START Data shown
impl ColorFamilies {
    /// Parse the table that ships with the crate.
    pub fn bundled() -> Result<Self, CeramicsError> {
        let raw = include_str!(concat!(env!("CARGO_MANIFEST_DIR"), "/data/color_families.json"));
        Self::from_json(raw)
    }

    /// Parse and validate a table from a JSON string.
    pub fn from_json(raw: &str) -> Result<Self, CeramicsError> {
        let families: Vec<ColorFamily> = serde_json::from_str(raw)?;
        Self::new(families)
    }

    /// Validate a set of families.
    ///
    /// Each family needs three non-empty sub-categories (three color
    /// palettes sample distinct sub-categories) and four distinct colors.
    pub fn new(families: Vec<ColorFamily>) -> Result<Self, CeramicsError> {
        for family in &families {
            if family.subcategories.len() < 3 {
                return Err(CeramicsError::Vocabulary(format!(
                    "color family {} needs at least 3 sub-categories",
                    family.ceramic_type
                )));
            }
            if let Some(empty) = family.subcategories.iter().find(|s| s.colors.is_empty()) {
                return Err(CeramicsError::Vocabulary(format!(
                    "sub-category {} of {} has no colors",
                    empty.name, family.ceramic_type
                )));
            }
            if family.distinct_colors().len() < MAX_PALETTE_COLORS {
                return Err(CeramicsError::Vocabulary(format!(
                    "color family {} needs at least {MAX_PALETTE_COLORS} distinct colors",
                    family.ceramic_type
                )));
            }
        }
        let default_index = families
            .iter()
            .position(|family| family.ceramic_type == DEFAULT_FAMILY)
            .ok_or_else(|| {
                CeramicsError::Vocabulary(format!("missing default color family {DEFAULT_FAMILY}"))
            })?;
        Ok(Self {
            families,
            default_index,
        })
    }

    /// Every family, in table order.
    pub fn families(&self) -> &[ColorFamily] {
        &self.families
    }

    /// The family for a tag, falling back to the default family.
    pub fn family(&self, tag: &str) -> &ColorFamily {
        match self.families.iter().find(|family| family.ceramic_type == tag) {
            Some(family) => family,
            None => {
                warn!("No specific colors found for {tag}, using {DEFAULT_FAMILY} type instead");
                &self.families[self.default_index]
            }
        }
    }

    /// Draw `num_colors` harmonious colors (random 1..=4 when `None`).
    pub fn harmonic_colors<R: Rng + ?Sized>(
        &self,
        ceramic_type: CeramicType,
        num_colors: Option<usize>,
        rng: &mut R,
    ) -> Vec<String> {
        self.harmonic_colors_for_tag(ceramic_type.tag(), num_colors, rng)
    }

    /// Same as [`ColorFamilies::harmonic_colors`], keyed by raw family tag.
    pub fn harmonic_colors_for_tag<R: Rng + ?Sized>(
        &self,
        tag: &str,
        num_colors: Option<usize>,
        rng: &mut R,
    ) -> Vec<String> {
        let count = num_colors
            .unwrap_or_else(|| rng.random_range(1..=MAX_PALETTE_COLORS))
            .clamp(1, MAX_PALETTE_COLORS);
        let family = self.family(tag);

        let colors = match count {
            1 => family
                .subcategories
                .first()
                .and_then(|sub| sub.colors.choose(rng))
                .cloned()
                .into_iter()
                .collect(),
            2 | 3 => Self::one_per_subcategory(family, count, rng),
            _ => Self::rejection_sample(family, count, rng),
        };
        debug!("Harmonic colors for {tag}: {colors:?}");
        colors
    }

    /// Sample `count` distinct sub-categories and draw one unseen color from each.
    fn one_per_subcategory<R: Rng + ?Sized>(
        family: &ColorFamily,
        count: usize,
        rng: &mut R,
    ) -> Vec<String> {
        let picked = rand::seq::index::sample(rng, family.subcategories.len(), count);
        let mut chosen: Vec<String> = Vec::with_capacity(count);
        for index in picked.into_iter() {
            let unseen: Vec<&String> = family.subcategories[index]
                .colors
                .iter()
                .filter(|color| !chosen.contains(*color))
                .collect();
            if let Some(color) = unseen.choose(rng) {
                chosen.push((*color).clone());
            }
        }
        Self::fill_from_table(family, &mut chosen, count);
        chosen
    }

    fn rejection_sample<R: Rng + ?Sized>(
        family: &ColorFamily,
        count: usize,
        rng: &mut R,
    ) -> Vec<String> {
        let mut chosen: Vec<String> = Vec::with_capacity(count);
        let mut attempts = 0;
        while chosen.len() < count && attempts < MAX_SAMPLING_ATTEMPTS {
            attempts += 1;
            let Some(color) = family
                .subcategories
                .choose(rng)
                .and_then(|sub| sub.colors.choose(rng))
            else {
                continue;
            };
            if !chosen.contains(color) {
                chosen.push(color.clone());
            }
        }
        if chosen.len() < count {
            warn!(
                "Gave up sampling {} colors after {attempts} attempts",
                family.ceramic_type
            );
            Self::fill_from_table(family, &mut chosen, count);
        }
        chosen
    }

    /// Top up with the first unseen colors in table order.
    fn fill_from_table(family: &ColorFamily, chosen: &mut Vec<String>, count: usize) {
        for color in family.distinct_colors() {
            if chosen.len() >= count {
                break;
            }
            if !chosen.contains(color) {
                chosen.push(color.clone());
            }
        }
    }

    /// Draw a weighted palette.
    pub fn palette<R: Rng + ?Sized>(&self, request: PaletteRequest, rng: &mut R) -> Palette {
        let colors = self.harmonic_colors(request.ceramic_type, Some(request.count), rng);
        let weights = color_weights(colors.len()).to_vec();
        Palette { colors, weights }
    }

    /// A palette of random size from a random (or the given) ceramic type.
    pub fn random_palette<R: Rng + ?Sized>(
        &self,
        ceramic_type: Option<CeramicType>,
        rng: &mut R,
    ) -> (Palette, CeramicType) {
        let ceramic_type = ceramic_type.unwrap_or_else(|| CeramicType::random(rng));
        let count = rng.random_range(1..=MAX_PALETTE_COLORS);
        let palette = self.palette(
            PaletteRequest {
                ceramic_type,
                count,
            },
            rng,
        );
        (palette, ceramic_type)
    }
}
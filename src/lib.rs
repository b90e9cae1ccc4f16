//! Alien ceramics batch image generator
//!
//! Composes themed prompts from bundled phrase banks and color families,
//! then drives an image generation API over a batch, saving each artifact
//! and keeping going through rate limits and failed items.

#![allow(clippy::multiple_crate_versions)]
#![deny(clippy::all)]
#![deny(clippy::await_holding_lock)]
#![deny(clippy::complexity)]
#![deny(clippy::correctness)]
#![deny(clippy::disallowed_methods)]
#![deny(clippy::expect_used)]
#![deny(clippy::needless_pass_by_value)]
#![deny(clippy::panic)]
#![deny(clippy::perf)]
#![deny(clippy::trivially_copy_pass_by_ref)]
#![deny(clippy::unreachable)]
#![deny(clippy::unwrap_used)]
#![forbid(unsafe_code)]
#![deny(missing_docs)]

pub mod aspect_ratio;
pub mod cli;
pub mod client;
pub mod color_source;
pub mod config;
pub mod constants;
pub mod error;
pub mod generator;
pub mod journal;
pub mod palette;
pub mod prompt;
pub mod vocabulary;
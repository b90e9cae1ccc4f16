//! Prompt composition: fixed slot order, random fill.

use clap::ValueEnum;
use rand::Rng;

use crate::aspect_ratio::AspectRatio;
use crate::color_source::ColorSource;
use crate::palette::ColorFamilies;
use crate::vocabulary::{Classification, VocabularyAxis, VocabularyBank};

/// Framing prefixed to the classification description.
pub const ARTIFACT_FRAMING: &str = "Advanced alien ceramic artifact";

/// Quality boilerplate closing every museum prompt.
pub const MUSEUM_QUALITY_SUFFIX: &str = "professional museum photography, sharp focus, high detail, proper exposure, full framing, uniform lighting, clear edges, 8k, highly detailed, professional color accuracy";

/// Quality boilerplate closing every product prompt.
pub const PRODUCT_QUALITY_SUFFIX: &str =
    "professional product photography, studio lighting, 8k, highly detailed";

/// Which prompt layout to compose.
#[derive(Clone, Copy, Debug, Default, Eq, PartialEq, ValueEnum)]
pub enum PromptProfile {
    /// Classification led, museum documentation style (fourteen slots)
    #[default]
    Museum,
    /// Short product shot layout (seven slots)
    Product,
}

impl PromptProfile {
    /// The literal suffix this profile ends with.
    pub fn quality_suffix(self) -> &'static str {
        match self {
            Self::Museum => MUSEUM_QUALITY_SUFFIX,
            Self::Product => PRODUCT_QUALITY_SUFFIX,
        }
    }
}

/// A composed prompt and what went into it.
#[derive(Clone, Debug)]
pub struct ComposedPrompt {
    /// The prompt text sent to the image API
    pub text: String,
    /// Dominant color named in the prompt
    pub color: String,
    /// Classification drawn, museum profile only
    pub classification: Option<Classification>,
}

/// Builds prompts from the vocabulary bank and a color source.
#[derive(Clone, Debug)]
pub struct PromptEngine {
    vocabulary: VocabularyBank,
    families: ColorFamilies,
    profile: PromptProfile,
}

impl PromptEngine {
    /// Create an engine over loaded tables.
    pub fn new(vocabulary: VocabularyBank, families: ColorFamilies, profile: PromptProfile) -> Self {
        Self {
            vocabulary,
            families,
            profile,
        }
    }

    /// The color family table.
    pub fn families(&self) -> &ColorFamilies {
        &self.families
    }

    /// The phrase banks.
    pub fn vocabulary(&self) -> &VocabularyBank {
        &self.vocabulary
    }

    /// The configured layout.
    pub fn profile(&self) -> PromptProfile {
        self.profile
    }

    /// Compose one prompt for the given ratio.
    pub fn compose<R: Rng + ?Sized>(
        &self,
        aspect_ratio: AspectRatio,
        color_source: &mut ColorSource,
        rng: &mut R,
    ) -> ComposedPrompt {
        match self.profile {
            PromptProfile::Museum => self.compose_museum(aspect_ratio, color_source, rng),
            PromptProfile::Product => self.compose_product(aspect_ratio, color_source, rng),
        }
    }

    fn compose_museum<R: Rng + ?Sized>(
        &self,
        aspect_ratio: AspectRatio,
        color_source: &mut ColorSource,
        rng: &mut R,
    ) -> ComposedPrompt {
        let classification = self.vocabulary.draw_classification(rng);
        let color = color_source.next_color(&self.families, rng);
        let v = &self.vocabulary;

        // The second base description is independent of the classification one.
        let components = [
            format!("{ARTIFACT_FRAMING}: {}", classification.description),
            format!("predominantly {color}"),
            v.draw(VocabularyAxis::TechnologicalAspects, rng).to_string(),
            v.draw(VocabularyAxis::AlienCivilizations, rng).to_string(),
            v.draw(VocabularyAxis::ScientificPrinciples, rng).to_string(),
            v.draw(VocabularyAxis::CosmicPurposes, rng).to_string(),
            v.draw(VocabularyAxis::Lighting, rng).to_string(),
            v.draw(VocabularyAxis::CameraSettings, rng).to_string(),
            v.draw(VocabularyAxis::CompositionSettings, rng).to_string(),
            aspect_ratio.composition_hint().to_string(),
            v.draw(VocabularyAxis::BaseDescriptions, rng).to_string(),
            v.draw(VocabularyAxis::Materials, rng).to_string(),
            v.draw(VocabularyAxis::Styles, rng).to_string(),
            PromptProfile::Museum.quality_suffix().to_string(),
        ];

        ComposedPrompt {
            text: components.join(", "),
            color,
            classification: Some(classification),
        }
    }

    fn compose_product<R: Rng + ?Sized>(
        &self,
        aspect_ratio: AspectRatio,
        color_source: &mut ColorSource,
        rng: &mut R,
    ) -> ComposedPrompt {
        let color = color_source.next_color(&self.families, rng);
        let v = &self.vocabulary;

        let components = [
            v.draw(VocabularyAxis::BaseDescriptions, rng).to_string(),
            format!("predominantly {color}"),
            v.draw(VocabularyAxis::Materials, rng).to_string(),
            v.draw(VocabularyAxis::Styles, rng).to_string(),
            v.draw(VocabularyAxis::Lighting, rng).to_string(),
            aspect_ratio.composition_hint().to_string(),
            PromptProfile::Product.quality_suffix().to_string(),
        ];

        ComposedPrompt {
            text: components.join(", "),
            color,
            classification: None,
        }
    }
}
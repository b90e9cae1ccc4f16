//! Where the dominant color of each prompt comes from.

use std::collections::{HashMap, HashSet};

use rand::Rng;
use rand::prelude::*;
use tracing::debug;

use crate::palette::{CeramicType, ColorFamilies};

/// Tracks which caller supplied colors have been used.
///
/// Unused colors are drawn first; once every color has appeared at least
/// once, draws resample uniformly from the full list.
#[derive(Clone, Debug, Default)]
pub struct ColorUsageLedger {
    requested_colors: Vec<String>,
    used: HashSet<String>,
    usage_count: HashMap<String, usize>,
}

impl ColorUsageLedger {
    /// Start a ledger over the requested colors.
    pub fn new(requested_colors: Vec<String>) -> Self {
        Self {
            requested_colors,
            used: HashSet::new(),
            usage_count: HashMap::new(),
        }
    }

    /// The colors the caller asked for, in order.
    pub fn requested_colors(&self) -> &[String] {
        &self.requested_colors
    }

    /// Draw the next color, `None` only when nothing was requested.
    pub fn next_color<R: Rng + ?Sized>(&mut self, rng: &mut R) -> Option<String> {
        let unused: Vec<&String> = self
            .requested_colors
            .iter()
            .filter(|color| !self.used.contains(*color))
            .collect();

        let chosen = match unused.choose(rng) {
            Some(color) => (*color).clone(),
            None => self.requested_colors.choose(rng)?.clone(),
        };

        self.used.insert(chosen.clone());
        *self.usage_count.entry(chosen.clone()).or_insert(0) += 1;
        Some(chosen)
    }

    /// True once every requested color has been drawn at least once.
    pub fn all_colors_used(&self) -> bool {
        self.requested_colors
            .iter()
            .all(|color| self.used.contains(color))
    }

    /// How often each color was drawn, in request order, skipping unused ones.
    pub fn usage_summary(&self) -> Vec<(String, usize)> {
        let mut seen = HashSet::new();
        self.requested_colors
            .iter()
            .filter(|color| seen.insert(color.as_str()))
            .filter_map(|color| {
                self.usage_count
                    .get(color)
                    .map(|count| (color.clone(), *count))
            })
            .collect()
    }
}

/// The color strategy for a batch.
#[derive(Clone, Debug)]
pub enum ColorSource {
    /// Caller supplied colors with a coverage guarantee
    Ledger(ColorUsageLedger),
    /// Caller supplied colors, picked uniformly
    Uniform(Vec<String>),
    /// No colors supplied, derive one from the color harmony model
    Harmonic {
        /// Fixed ceramic type, random per prompt when unset
        ceramic_type: Option<CeramicType>,
    },
}

impl ColorSource {
    /// Pick the strategy for a set of caller supplied colors.
    pub fn new(colors: Vec<String>, coverage: bool, ceramic_type: Option<CeramicType>) -> Self {
        if colors.is_empty() {
            ColorSource::Harmonic { ceramic_type }
        } else if coverage {
            ColorSource::Ledger(ColorUsageLedger::new(colors))
        } else {
            ColorSource::Uniform(colors)
        }
    }

    /// True when colors came from the caller rather than the harmony model.
    pub fn is_caller_supplied(&self) -> bool {
        !matches!(self, ColorSource::Harmonic { .. })
    }

    /// The smallest batch that covers every requested color.
    pub fn minimum_batch_size(&self) -> usize {
        match self {
            ColorSource::Ledger(ledger) => ledger.requested_colors().len(),
            _ => 0,
        }
    }

    /// The usage ledger, when this source keeps one.
    pub fn ledger(&self) -> Option<&ColorUsageLedger> {
        match self {
            ColorSource::Ledger(ledger) => Some(ledger),
            _ => None,
        }
    }

    /// The dominant color for the next prompt.
    pub fn next_color<R: Rng + ?Sized>(&mut self, families: &ColorFamilies, rng: &mut R) -> String {
        let picked = match self {
            ColorSource::Ledger(ledger) => ledger.next_color(rng),
            ColorSource::Uniform(colors) => colors.choose(rng).cloned(),
            ColorSource::Harmonic { .. } => None,
        };
        if let Some(color) = picked {
            return color;
        }

        let ceramic_type = match self {
            ColorSource::Harmonic {
                ceramic_type: Some(ceramic_type),
            } => *ceramic_type,
            _ => CeramicType::random(rng),
        };
        let (palette, ceramic_type) = families.random_palette(Some(ceramic_type), rng);
        debug!(
            "Automatic palette for {ceramic_type}: {:?} weights {:?}",
            palette.colors, palette.weights
        );
        palette.primary().unwrap_or_default().to_string()
    }
}

#[cfg(test)]
mod tests {
    use super::*;
    use rand::SeedableRng;
    use rand::rngs::StdRng;

    fn colors(list: &[&str]) -> Vec<String> {
        list.iter().map(|c| c.to_string()).collect()
    }

    #[test]
    fn ledger_covers_every_color_before_repeating() {
        let requested = colors(&["red", "blue", "green", "amber"]);
        let mut ledger = ColorUsageLedger::new(requested.clone());
        let mut rng = StdRng::seed_from_u64(6);

        let mut drawn = HashSet::new();
        for _ in 0..requested.len() {
            drawn.insert(ledger.next_color(&mut rng).expect("color"));
        }
        assert_eq!(drawn.len(), requested.len());
        assert!(ledger.all_colors_used());

        let next = ledger.next_color(&mut rng).expect("color");
        assert!(requested.contains(&next));
    }

    #[test]
    fn ledger_counts_usage() {
        let mut ledger = ColorUsageLedger::new(colors(&["red", "blue"]));
        let mut rng = StdRng::seed_from_u64(1);
        for _ in 0..6 {
            ledger.next_color(&mut rng);
        }
        let summary = ledger.usage_summary();
        assert_eq!(summary.len(), 2);
        assert_eq!(summary.iter().map(|(_, count)| count).sum::<usize>(), 6);
        assert_eq!(summary[0].0, "red");
        assert_eq!(summary[1].0, "blue");
    }

    #[test]
    fn empty_ledger_yields_nothing() {
        let mut ledger = ColorUsageLedger::new(Vec::new());
        let mut rng = StdRng::seed_from_u64(1);
        assert!(ledger.all_colors_used());
        assert_eq!(ledger.next_color(&mut rng), None);
    }

    #[test]
    fn source_selection() {
        assert!(matches!(
            ColorSource::new(Vec::new(), true, None),
            ColorSource::Harmonic { ceramic_type: None }
        ));
        let ledger = ColorSource::new(colors(&["red", "blue"]), true, None);
        assert_eq!(ledger.minimum_batch_size(), 2);
        assert!(ledger.is_caller_supplied());
        let uniform = ColorSource::new(colors(&["red", "blue"]), false, None);
        assert_eq!(uniform.minimum_batch_size(), 0);
        assert!(uniform.ledger().is_none());
    }

    #[test]
    fn harmonic_source_draws_from_the_family() {
        let families = ColorFamilies::bundled().expect("bundled color families");
        let mut source = ColorSource::Harmonic {
            ceramic_type: Some(CeramicType::Stellar),
        };
        let stellar: Vec<String> = families
            .family("stellar")
            .subcategories
            .iter()
            .flat_map(|sub| sub.colors.clone())
            .collect();
        let mut rng = StdRng::seed_from_u64(12);
        for _ in 0..25 {
            let color = source.next_color(&families, &mut rng);
            assert!(stellar.contains(&color), "{color}");
        }
    }
}
//! Shared handle to one native session.

use std::sync::{Arc, Mutex, MutexGuard};

use crate::error::Result;

/// Identity of a session, stable for as long as any handle to it exists.
#[derive(Debug, Clone, Copy, PartialEq, Eq, Hash)]
pub struct SessionId(usize);

/// A lockable reference to a native session.
///
/// The connection adapter, its statements and a borrower all hold clones of
/// the same handle.
pub struct SessionHandle<S> {
    inner: Arc<Mutex<S>>,
}

impl<S> SessionHandle<S> {
    pub(crate) fn new(session: S) -> Self {
        Self {
            inner: Arc::new(Mutex::new(session)),
        }
    }

    /// Lock the session for direct use.
    pub fn lock(&self) -> Result<MutexGuard<'_, S>> {
        Ok(self.inner.lock()?)
    }

    pub fn id(&self) -> SessionId {
        SessionId(Arc::as_ptr(&self.inner) as *const () as usize)
    }

    /// Returns true if both handles refer to the same session.
    pub fn ptr_eq(&self, other: &Self) -> bool {
        Arc::ptr_eq(&self.inner, &other.inner)
    }
}

impl<S> Clone for SessionHandle<S> {
    fn clone(&self) -> Self {
        Self {
            inner: Arc::clone(&self.inner),
        }
    }
}

impl<S> std::fmt::Debug for SessionHandle<S> {
    fn fmt(&self, f: &mut std::fmt::Formatter<'_>) -> std::fmt::Result {
        f.debug_tuple("SessionHandle").field(&self.id()).finish()
    }
}
//! Inline `$N` placeholders as SQL literals, for logging only.
//!
//! The output is meant for humans reading traces. It is never sent to the
//! server.

use chrono::SecondsFormat;

use crate::error::{Error, Result};
use crate::value::Value;

/// Wrap `input` in single quotes, doubling embedded quotes.
pub fn quote_string(input: &str) -> String {
    let mut out = String::with_capacity(input.len() + 2);
    out.push('\'');
    for c in input.chars() {
        if c == '\'' {
            out.push('\'');
        }
        out.push(c);
    }
    out.push('\'');
    out
}

/// Render `value` as a SQL literal.
pub fn literal(value: &Value) -> String {
    match value {
        Value::Null => "null".to_string(),
        Value::Bool(b) => b.to_string(),
        Value::Int(n) => n.to_string(),
        Value::Float(f) => f.to_string(),
        Value::Text(s) => quote_string(s),
        Value::Bytes(bytes) => {
            let mut out = String::with_capacity(bytes.len() * 2 + 4);
            out.push_str("'\\x");
            for b in bytes {
                out.push_str(&format!("{:02x}", b));
            }
            out.push('\'');
            out
        }
        Value::Timestamp(ts) => quote_string(&ts.to_rfc3339_opts(SecondsFormat::AutoSi, true)),
    }
}

/// Replace every `$N` in `sql` with `args[N - 1]` rendered as a literal.
///
/// A `$` not followed by a digit is copied as is.
pub fn sanitize_sql(sql: &str, args: &[Value]) -> Result<String> {
    let mut out = String::with_capacity(sql.len());
    let mut rest = sql;

    while let Some(pos) = memchr::memchr(b'$', rest.as_bytes()) {
        out.push_str(&rest[..pos]);
        let after = &rest[pos + 1..];
        let digits = after.bytes().take_while(u8::is_ascii_digit).count();
        if digits == 0 {
            out.push('$');
            rest = after;
            continue;
        }

        let n: usize = after[..digits]
            .parse()
            .map_err(|_| Error::InvalidUsage(format!("invalid placeholder ${}", &after[..digits])))?;
        let arg = n
            .checked_sub(1)
            .and_then(|i| args.get(i))
            .ok_or_else(|| {
                Error::InvalidUsage(format!(
                    "placeholder ${} out of range for {} arguments",
                    n,
                    args.len()
                ))
            })?;
        out.push_str(&literal(arg));
        rest = &after[digits..];
    }
    out.push_str(rest);

    Ok(out)
}

#[cfg(test)]
mod tests {
    use chrono::{TimeZone, Utc};

    use super::*;

    #[test]
    fn test_quote_string() {
        assert_eq!(quote_string("it's"), "'it''s'");
        assert_eq!(quote_string(""), "''");
    }

    #[test]
    fn test_sanitize_sql() {
        let sql = sanitize_sql(
            "select $1, $2, $3, $4 where name = $1",
            &[
                Value::from("o'neil"),
                Value::Int(-42),
                Value::Float(1.5),
                Value::Null,
            ],
        )
        .unwrap();
        assert_eq!(sql, "select 'o''neil', -42, 1.5, null where name = 'o''neil'");
    }

    #[test]
    fn test_sanitize_multi_digit_placeholders() {
        let args: Vec<Value> = (1..=11).map(Value::from).collect();
        assert_eq!(sanitize_sql("$1 $11 $10", &args).unwrap(), "1 11 10");
    }

    #[test]
    fn test_sanitize_other_literals() {
        let ts = Utc.with_ymd_and_hms(2024, 1, 15, 8, 30, 0).unwrap();
        let sql = sanitize_sql(
            "$1 $2 $3",
            &[Value::Bool(true), Value::Bytes(vec![0xde, 0xad]), Value::Timestamp(ts)],
        )
        .unwrap();
        assert_eq!(sql, "true '\\xdead' '2024-01-15T08:30:00Z'");
    }

    #[test]
    fn test_dollar_without_digit_is_kept() {
        assert_eq!(sanitize_sql("select $$x$$", &[]).unwrap(), "select $$x$$");
    }

    #[test]
    fn test_out_of_range_placeholder() {
        let err = sanitize_sql("select $2", &[Value::Int(1)]).unwrap_err();
        assert!(matches!(err, Error::InvalidUsage(_)), "{err}");
        assert!(sanitize_sql("select $0", &[Value::Int(1)]).is_err());
    }
}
END Data shown
How to complete this task: Across the entries above, find each line with the word "given" and please copy it out.

Answer for this exercise:
    /// A palette of random size from a random (or the given) ceramic type.
    /// Compose one prompt for the given ratio.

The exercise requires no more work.